OJK Ingatkan Risiko Berat Bagi Peserta Gerakan Gagal Bayar Pinjol

JurnalPatroliNews – Jakarta – Otoritas Jasa Keuangan (OJK) menegaskan hanya memberikan perlindungan kepada konsumen jasa keuangan yang memiliki itikad baik. Peringatan ini disampaikan menyusul maraknya tren gerakan gagal bayar pinjaman online (pinjol) yang akhir-akhir ini ramai di media sosial.

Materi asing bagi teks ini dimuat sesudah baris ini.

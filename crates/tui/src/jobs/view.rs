//! Jobs list view model.
//!
//! Responsibilities:
//! - Hold the latest job collection (or the error that replaced it).
//! - Scope it to the active namespace, hide child jobs, sort by modify index.
//! - Apply search and facet selections, paginate, and produce table rows.
//! - Keep facet options and the row cursor consistent with the data.
//!
//! Does NOT handle:
//! - Fetching (see `runtime::side_effects::jobs`).
//! - Rendering (see `ui::screens::jobs`).
//!
//! Invariants:
//! - Rows are always ordered by modify index, highest first.
//! - Facet options come from the visible set, never the filtered result.
//! - The displayed page is clamped to the last page; the query keeps what was asked.

use nomad_client::{ClientError, JobListStub, JobStatus};
use nomad_config::constants::DEFAULT_NAMESPACE;

use super::facets::{self, FacetKind, FacetOption, FacetPanel};
use super::list_state::JobsListState;
use super::query::JobsQuery;
use crate::route::{JOBS_PATH, Route};

#[derive(Debug, Clone, Default)]
enum LoadState {
    #[default]
    Loading,
    Loaded {
        namespace: String,
        jobs: Vec<JobListStub>,
    },
    Forbidden,
    Failed(String),
}

/// One rendered table row.
#[derive(Debug, Clone, PartialEq, Eq)]
pub struct JobRow {
    pub id: String,
    pub name: String,
    /// Detail link shown for the row.
    pub link: String,
    pub status: JobStatus,
    pub job_type: &'static str,
    pub priority: i32,
    pub task_groups: usize,
}

impl JobRow {
    fn from_job(job: &JobListStub) -> Self {
        Self {
            id: job.id.clone(),
            name: job.name.clone(),
            link: Route::JobDetail(job.id.clone()).link(),
            status: job.status,
            job_type: job.display_type(),
            priority: job.priority,
            task_groups: job.task_group_count(),
        }
    }
}

/// Filterable, paginated view over the job collection.
#[derive(Debug, Clone)]
pub struct JobListView {
    load: LoadState,
    query: JobsQuery,
    default_namespace: String,
    page_size: usize,
    /// Indexes into the loaded jobs: namespace-scoped, non-child, sorted.
    visible: Vec<usize>,
    /// Subset of `visible` passing search and facets, same order.
    filtered: Vec<usize>,
    options: [Vec<FacetOption>; 4],
    facets: FacetPanel,
    selected: usize,
}

impl JobListView {
    pub fn new(page_size: usize, default_namespace: Option<String>) -> Self {
        Self {
            load: LoadState::Loading,
            query: JobsQuery::default(),
            default_namespace: default_namespace
                .filter(|ns| !ns.is_empty())
                .unwrap_or_else(|| DEFAULT_NAMESPACE.to_string()),
            page_size: page_size.max(1),
            visible: Vec::new(),
            filtered: Vec::new(),
            options: [
                facets::type_options(),
                facets::status_options(),
                Vec::new(),
                Vec::new(),
            ],
            facets: FacetPanel::default(),
            selected: 0,
        }
    }

    pub fn query(&self) -> &JobsQuery {
        &self.query
    }

    /// Location of the list in its current state.
    pub fn location(&self) -> String {
        self.query.to_location(JOBS_PATH)
    }

    /// Namespace the list is scoped to.
    pub fn namespace(&self) -> &str {
        self.query.namespace().unwrap_or(&self.default_namespace)
    }

    pub fn page_size(&self) -> usize {
        self.page_size
    }

    /// Replace the query, as when visiting a location.
    pub fn set_query(&mut self, query: JobsQuery) {
        self.query = query;
        self.facets.close();
        self.selected = 0;
        self.recompute();
    }

    /// Store a fresh job collection for the current namespace.
    ///
    /// Returns true when stale Datacenter or Prefix selections were pruned,
    /// which changes the location.
    pub fn set_jobs(&mut self, jobs: Vec<JobListStub>) -> bool {
        self.load = LoadState::Loaded {
            namespace: self.namespace().to_string(),
            jobs,
        };
        self.recompute();

        let mut pruned = false;
        for kind in FacetKind::ALL.into_iter().filter(|k| k.is_derived()) {
            let offered = &self.options[kind.index()];
            pruned |= self
                .query
                .retain_selection(kind, |key| offered.iter().any(|o| o.key == key));
        }
        if pruned {
            self.recompute();
        }
        pruned
    }

    /// Replace the collection with a request failure.
    pub fn set_error(&mut self, error: &ClientError) {
        self.load = if error.is_forbidden() {
            LoadState::Forbidden
        } else {
            LoadState::Failed(error.to_string())
        };
        self.recompute();
    }

    /// Whether jobs for the active namespace have been loaded.
    pub fn is_loaded(&self) -> bool {
        matches!(&self.load, LoadState::Loaded { namespace, .. } if namespace == self.namespace())
    }

    fn loaded_jobs(&self) -> &[JobListStub] {
        match &self.load {
            LoadState::Loaded { jobs, .. } => jobs,
            _ => &[],
        }
    }

    /// Look up a loaded job by id.
    pub fn job(&self, id: &str) -> Option<&JobListStub> {
        self.loaded_jobs().iter().find(|job| job.id == id)
    }

    pub fn state(&self) -> JobsListState {
        match &self.load {
            LoadState::Loading => JobsListState::Loading,
            LoadState::Forbidden => JobsListState::NotAuthorized,
            LoadState::Failed(message) => JobsListState::Failed(message.clone()),
            LoadState::Loaded { .. } if !self.is_loaded() => JobsListState::Loading,
            LoadState::Loaded { .. } if self.visible.is_empty() => JobsListState::NoJobs,
            LoadState::Loaded { .. } if self.filtered.is_empty() => JobsListState::NoMatches {
                search: Some(self.query.search().to_string()).filter(|s| !s.is_empty()),
            },
            LoadState::Loaded { .. } => JobsListState::Loaded,
        }
    }

    /// Number of jobs passing the search and facets.
    pub fn total_matches(&self) -> usize {
        self.filtered.len()
    }

    pub fn page_count(&self) -> usize {
        self.total_matches().div_ceil(self.page_size).max(1)
    }

    /// Page actually displayed.
    pub fn current_page(&self) -> usize {
        self.query.page().clamp(1, self.page_count())
    }

    fn page_range(&self) -> std::ops::Range<usize> {
        let start = (self.current_page() - 1) * self.page_size;
        let end = (start + self.page_size).min(self.filtered.len());
        start.min(end)..end
    }

    fn page_jobs(&self) -> impl Iterator<Item = &JobListStub> {
        let jobs = self.loaded_jobs();
        self.filtered[self.page_range()].iter().map(move |&idx| &jobs[idx])
    }

    /// Rows of the displayed page.
    pub fn rows(&self) -> Vec<JobRow> {
        self.page_jobs().map(JobRow::from_job).collect()
    }

    /// `"<start>–<end> of <total>"`, when there are rows.
    pub fn page_summary(&self) -> Option<String> {
        let range = self.page_range();
        if range.is_empty() {
            return None;
        }
        Some(format!(
            "{}–{} of {}",
            range.start + 1,
            range.end,
            self.total_matches()
        ))
    }

    pub fn next_page(&mut self) -> bool {
        let current = self.current_page();
        if current >= self.page_count() {
            return false;
        }
        self.query.set_page(current + 1);
        self.selected = 0;
        true
    }

    pub fn prev_page(&mut self) -> bool {
        let current = self.current_page();
        if current <= 1 {
            return false;
        }
        self.query.set_page(current - 1);
        self.selected = 0;
        true
    }

    /// Returns true when the search text changed.
    pub fn set_search(&mut self, search: &str) -> bool {
        if self.query.search() == search {
            return false;
        }
        self.query.set_search(search);
        self.recompute();
        true
    }

    pub fn toggle_option(&mut self, kind: FacetKind, key: &str) {
        self.query.toggle(kind, key);
        self.recompute();
    }

    pub fn options(&self, kind: FacetKind) -> &[FacetOption] {
        &self.options[kind.index()]
    }

    pub fn facets(&self) -> &FacetPanel {
        &self.facets
    }

    pub fn toggle_facet(&mut self, kind: FacetKind) {
        self.facets.toggle(kind);
    }

    pub fn close_facet(&mut self) {
        self.facets.close();
    }

    pub fn move_facet_cursor(&mut self, delta: isize) {
        if let Some(kind) = self.facets.open_kind() {
            let count = self.options(kind).len();
            self.facets.move_cursor(delta, count);
        }
    }

    /// Toggle the option under the facet cursor. Returns true when one was toggled.
    pub fn toggle_facet_cursor(&mut self) -> bool {
        let Some(kind) = self.facets.open_kind() else {
            return false;
        };
        let Some(key) = self
            .options(kind)
            .get(self.facets.cursor())
            .map(|option| option.key.clone())
        else {
            return false;
        };
        self.toggle_option(kind, &key);
        true
    }

    /// Cursor position within the displayed page.
    pub fn selected(&self) -> usize {
        self.selected
    }

    pub fn select_next(&mut self) {
        let len = self.page_range().len();
        if len > 0 {
            self.selected = (self.selected + 1).min(len - 1);
        }
    }

    pub fn select_prev(&mut self) {
        self.selected = self.selected.saturating_sub(1);
    }

    pub fn selected_job(&self) -> Option<&JobListStub> {
        self.page_jobs().nth(self.selected)
    }

    fn recompute(&mut self) {
        let namespace = self.namespace().to_string();
        let jobs = self.loaded_jobs();

        let mut visible: Vec<usize> = jobs
            .iter()
            .enumerate()
            .filter(|(_, job)| job.namespace_or_default() == namespace && !job.is_child())
            .map(|(idx, _)| idx)
            .collect();
        visible.sort_by(|&a, &b| {
            jobs[b]
                .modify_index
                .cmp(&jobs[a].modify_index)
                .then_with(|| jobs[a].id.cmp(&jobs[b].id))
        });

        let search = self.query.search().to_lowercase();
        let filtered: Vec<usize> = visible
            .iter()
            .copied()
            .filter(|&idx| {
                let job = &jobs[idx];
                matches_search(job, &search)
                    && FacetKind::ALL
                        .into_iter()
                        .all(|kind| facets::matches(kind, job, self.query.selection(kind)))
            })
            .collect();

        let visible_jobs = || visible.iter().map(|&idx| &jobs[idx]);
        let datacenters = facets::datacenter_options(visible_jobs());
        let prefixes = facets::prefix_options(visible_jobs());

        self.options[FacetKind::Datacenter.index()] = datacenters;
        self.options[FacetKind::Prefix.index()] = prefixes;
        self.visible = visible;
        self.filtered = filtered;

        let rows = self.page_range().len();
        self.selected = self.selected.min(rows.saturating_sub(1));
        if let Some(kind) = self.facets.open_kind() {
            let count = self.options(kind).len();
            self.facets.move_cursor(0, count);
        }
    }
}

fn matches_search(job: &JobListStub, lowered: &str) -> bool {
    lowered.is_empty()
        || job.id.to_lowercase().contains(lowered)
        || job.name.to_lowercase().contains(lowered)
}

Kepala Eksekutif Pengawas Perilaku Pelaku Usaha Jasa Keuangan, Edukasi, dan Pelindungan Konsumen OJK, Friderica Widyasari Dewi, menjelaskan bahwa perlindungan konsumen telah diatur dalam POJK Nomor 22 Tahun 2023. Namun, ia menekankan, perlindungan itu tidak berlaku bagi mereka yang sengaja menghindari kewajiban membayar utang.

“Kalau niatnya memang untuk tidak membayar, mengemplang, atau menghindar dari tanggung jawab, itu bukan tipe konsumen yang kami lindungi,” ujar Friderica atau yang akrab disapa Kiki, usai menghadiri WhatsApp Business Summit di Jakarta, Selasa (12/8/2025).

Menurut Kiki, rekam jejak kredit dari para pelaku gagal bayar kini sedang diproses untuk terhubung ke Sistem Layanan Informasi Keuangan (SLIK) OJK. Artinya, riwayat buruk pinjol akan ikut tercatat dan memengaruhi kemampuan seseorang mengakses fasilitas keuangan di masa depan, termasuk kredit rumah.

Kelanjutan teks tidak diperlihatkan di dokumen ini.